Quand Suzy l’avaleuse rencontre Julot Casse-dalle, ça donne Nola Baker. Malheureusement pour certains et heureusement pour d’autres, la gnôle prohibitive vous troue plus le foie qu’il vous fait voir des papillons roses. Orpheline de père (rapport à la bibine), Nola se retrouve bientôt livrée à elle-même, le jour où « l’avaleuse » raccroche ses jarretelles et salue bien bas son maquereau. Un bref passage dans une pension de bonnes sœurs et Nora se lance dans la jungle de Harlem et de Brooklyn. Pas innocente, pas candide pour un sou, elle s’acoquine avec un piètre détective en attendant des jours meilleurs. Mais comme dans toutes les séries B qui se respectent, le détective ne fait pas long feu, et la voilà propulsée sur le devant de la scène des règlements de compte et assassinats obscurs. Nora n’a rien à envier aux grands caïds, elle manie bien la gâchette, trouve un associé, Slim le souteneur, et fait le ménage…

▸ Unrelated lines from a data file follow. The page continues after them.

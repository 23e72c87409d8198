//! Recommendation resolver — static (drug, phenotype) → clinical action table.
//!
//! Pure lookup over CPIC Level A guidance strings; independent of classifier
//! state and free of failure modes.

use pgxrisk_common::{ClinicalRecommendation, Phenotype};

use crate::genes::Drug;

const STANDARD_DOSING: &str = "Standard dosing recommended";

/// Resolve the fixed clinical action for a drug and phenotype.
///
/// Unrecognized drugs fall back to a generic clinical-judgment directive.
pub fn recommend(drug: &str, phenotype: Phenotype) -> ClinicalRecommendation {
    let Some(drug) = Drug::parse(drug) else {
        return ClinicalRecommendation::new("Adjust therapy based on clinical judgment", "CPIC");
    };

    match drug {
        Drug::Clopidogrel => {
            let source = "CPIC Level A – CYP2C19 & Clopidogrel";
            match phenotype {
                Phenotype::IM | Phenotype::PM => ClinicalRecommendation::new(
                    "Use alternative antiplatelet therapy (prasugrel or ticagrelor)",
                    source,
                ),
                _ => ClinicalRecommendation::new(STANDARD_DOSING, source),
            }
        }

        Drug::Warfarin => {
            let source = "CPIC Level A – CYP2C9 & Warfarin";
            match phenotype {
                Phenotype::IM | Phenotype::PM => ClinicalRecommendation::new(
                    "Reduce initial dose and monitor INR closely",
                    source,
                ),
                _ => ClinicalRecommendation::new(STANDARD_DOSING, source),
            }
        }

        Drug::Codeine => {
            let source = "CPIC Level A – CYP2D6 & Codeine";
            match phenotype {
                Phenotype::PM => ClinicalRecommendation::new(
                    "Avoid codeine due to lack of efficacy",
                    source,
                ),
                Phenotype::URM => ClinicalRecommendation::new(
                    "Avoid codeine due to toxicity risk",
                    source,
                ),
                Phenotype::IM => ClinicalRecommendation::new(
                    "Consider reduced dose or alternative opioid",
                    source,
                ),
                _ => ClinicalRecommendation::new(STANDARD_DOSING, source),
            }
        }

        Drug::Simvastatin => {
            let source = "CPIC Level A – SLCO1B1 & Simvastatin";
            match phenotype {
                Phenotype::IM | Phenotype::PM => ClinicalRecommendation::new(
                    "Consider lower dose or alternative statin due to myopathy risk",
                    source,
                ),
                _ => ClinicalRecommendation::new(STANDARD_DOSING, source),
            }
        }

        Drug::Azathioprine => {
            let source = "CPIC Level A – TPMT & Azathioprine";
            match phenotype {
                Phenotype::PM => ClinicalRecommendation::new(
                    "Substantially reduce dose or consider alternative therapy",
                    source,
                ),
                Phenotype::IM => ClinicalRecommendation::new(
                    "Reduce starting dose and monitor closely",
                    source,
                ),
                _ => ClinicalRecommendation::new(STANDARD_DOSING, source),
            }
        }

        Drug::Fluorouracil => {
            let source = "CPIC Level A – DPYD & Fluorouracil";
            match phenotype {
                Phenotype::IM | Phenotype::PM => ClinicalRecommendation::new(
                    "Reduce starting dose due to toxicity risk",
                    source,
                ),
                _ => ClinicalRecommendation::new(STANDARD_DOSING, source),
            }
        }
    }
}

// ── Tests ─────────────────────────────────────────────────────────────────────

Le reste de l’intrigue est à l’avenant. Les dialogues ne manquent pas de relief, les rues de Brooklyn, noires, poisseuses et déconstruites rappellent les films des années 50. Le sang, l’alcool et la nicotine font partie du lot. Les gueules louches et pas franchement rassurantes rivalisent de crapulerie. Prendre les armes, s’entourer d’une belle brochette de parrains et faire la nique au barillet, ou alors se transformer en macchabée esseulé dans un coin de rue ou sous un escalier dérobé : le décor est planté. Dans ce Bloody Manhattan, premier tome d’une série appelée Miss, Nora l’héroïne pourrait devenir une « Manhattan Queen » en acier trempé.